Au cœur des Appalaches, Luce une jeune femme au passé difficile après un viol, vit seule en pleine cambrousse, jusqu’au jour où l’administration lui confie la garde de Franck et Dolorès, les deux gamins jumeaux de sa sœur Lily, assassinée par Bud son époux, sous leurs yeux. Les deux gosses traumatisés, se sont retranchés dans le mutisme et des réactions imprévisibles autant que violentes. La vie de Luce va se retrouver chamboulée à un plus d’un titre. Devoir rééduquer les deux enfants, si c’est encore possible ; gérer les approches bienveillantes de Stubblefield, son nouveau propriétaire, alors qu’elle fuit les hommes depuis plusieurs années ; et surtout, faire face à une menace mortelle, le retour au pays de Bud, innocenté par la justice, venu reprendre un magot (produit de ses rapines) qu’il pense détenu par les mômes…   

Passons rapidement sur la vague ressemblance entre cette course au magot et le célèbre film, La Nuit du chasseur avec Robert Mitchum. Une parenté évidente mais sans suite, point final. Quand un roman débute par une phrase aussi simple mais aussi lourde de sous-entendu que : « Les nouveaux enfants adoptifs de Luce étaient beaux, menus et violents » vous pouvez vous attendre à un bon bouquin, la suite vous démontrera que vous étiez en-dessous de la vérité. Tout est parfait dans ce roman !

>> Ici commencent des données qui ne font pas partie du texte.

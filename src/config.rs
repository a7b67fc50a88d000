use anyhow::{Context, Result};
use serde::{Deserialize, Serialize};
use std::path::{Path, PathBuf};
use tracing::info;

#[derive(Debug, Clone, Serialize, Deserialize)]
#[serde(default)]
pub struct Config {
    pub general: GeneralConfig,

    pub musixmatch: MusixmatchConfig,

    pub server: ServerConfig,
}

#[derive(Debug, Clone, Serialize, Deserialize)]
#[serde(default)]
pub struct GeneralConfig {
    pub database_path: String,

    pub log_level: String,

    /// Number of tokio worker threads (default: 2)
    /// Set to 0 to use the number of CPU cores
    pub worker_threads: usize,

    /// Maximum database connections (default: 5)
    pub max_db_connections: u32,

    /// Minimum database connections (default: 1)
    pub min_db_connections: u32,
}

impl Default for GeneralConfig {
    fn default() -> Self {
        Self {
            database_path: "sqlite:data/tunebuddy.db".to_string(),
            log_level: "info".to_string(),
            worker_threads: 2,
            max_db_connections: 5,
            min_db_connections: 1,
        }
    }
}

#[derive(Debug, Clone, Serialize, Deserialize)]
#[serde(default)]
pub struct MusixmatchConfig {
    pub base_url: String,

    /// Musixmatch API key. An empty key makes every search come back empty
    /// (the upstream rejects the call), so lookups degrade to all-"None".
    pub api_key: String,

    /// Results requested per search (1-100, default: 10)
    pub page_size: u32,

    /// Request timeout in seconds (default: 30)
    pub request_timeout_seconds: u32,
}

impl Default for MusixmatchConfig {
    fn default() -> Self {
        Self {
            base_url: "https://api.musixmatch.com/ws/1.1".to_string(),
            api_key: String::new(),
            page_size: 10,
            request_timeout_seconds: 30,
        }
    }
}

#[derive(Debug, Clone, Serialize, Deserialize)]
#[serde(default)]
pub struct ServerConfig {
    pub port: u16,

    pub cors_allowed_origins: Vec<String>,
}

impl Default for ServerConfig {
    fn default() -> Self {
        Self {
            port: 5000,
            cors_allowed_origins: vec![
                "http://localhost:5000".to_string(),
                "http://127.0.0.1:5000".to_string(),
            ],
        }
    }
}

impl Default for Config {
    fn default() -> Self {
        Self {
            general: GeneralConfig::default(),
            musixmatch: MusixmatchConfig::default(),
            server: ServerConfig::default(),
        }
    }
}

impl Config {
    pub fn load() -> Result<Self> {
        let paths = Self::config_paths();

        for path in &paths {
            if path.exists() {
                info!("Loading config from: {}", path.display());
                return Self::load_from_path(path);
            }
        }

        info!("No config file found, using defaults");
        Ok(Self::default())
    }

    pub fn load_from_path(path: &Path) -> Result<Self> {
        let content = std::fs::read_to_string(path)
            .with_context(|| format!("Failed to read config file: {}", path.display()))?;

        let config: Self = toml::from_str(&content)
            .with_context(|| format!("Failed to parse config file: {}", path.display()))?;

        Ok(config)
    }

    pub fn save_to_path(&self, path: &Path) -> Result<()> {
        if let Some(parent) = path.parent() {
            std::fs::create_dir_all(parent)?;
        }

        let content = toml::to_string_pretty(self)?;
        std::fs::write(path, content)?;
        info!("Config saved to: {}", path.display());
        Ok(())
    }

    fn config_paths() -> Vec<PathBuf> {
        let mut paths = vec![];

        paths.push(PathBuf::from("config.toml"));

        if let Some(config_dir) = dirs::config_dir() {
            paths.push(config_dir.join("tunebuddy").join("config.toml"));
        }

        if let Some(home) = dirs::home_dir() {
            paths.push(home.join(".tunebuddy").join("config.toml"));
        }

        paths
    }

    fn default_config_path() -> PathBuf {
        PathBuf::from("config.toml")
    }

    pub fn create_default_if_missing() -> Result<bool> {
        let path = Self::default_config_path();
        if path.exists() {
            Ok(false)
        } else {
            let config = Self::default();
            config.save_to_path(&path)?;
            info!("Created default config file: {}", path.display());
            Ok(true)
        }
    }

    pub fn validate(&self) -> Result<()> {
        if self.musixmatch.base_url.is_empty() {
            anyhow::bail!("Musixmatch base URL cannot be empty");
        }

        if !(1..=100).contains(&self.musixmatch.page_size) {
            anyhow::bail!("Musixmatch page size must be between 1 and 100");
        }

        Ok(())
    }
}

J’ai adoré le style et l’écriture de Charles Frazier, très détaillée de ces détails qui trahissent le vécu ; exsudant un amour immodéré pour la nature ; et ce rythme – un aspect auquel je suis particulièrement sensible – que je qualifierai de majestueux, c'est-à-dire pas très rapide mais loin d’être mou, fait de phrases bien dimensionnées procurant à la lecture, l’équivalence d’un bon vin restant en bouche lors d’une dégustation. La narration avance, envoûtante, car le récit s’enrichit à posteriori d’informations cruciales sur les liens entre tel ou tel, ou bien de pans de vie de chaque acteur, ce qui renforce la dramaturgie. De plus l’écrivain néglige une chronologie basique trop simple tout en évitant une alternance de passé/présent bien usée, il mène sa barque, et nous avec, dans une voie médiane plus attrayante intellectuellement parlant.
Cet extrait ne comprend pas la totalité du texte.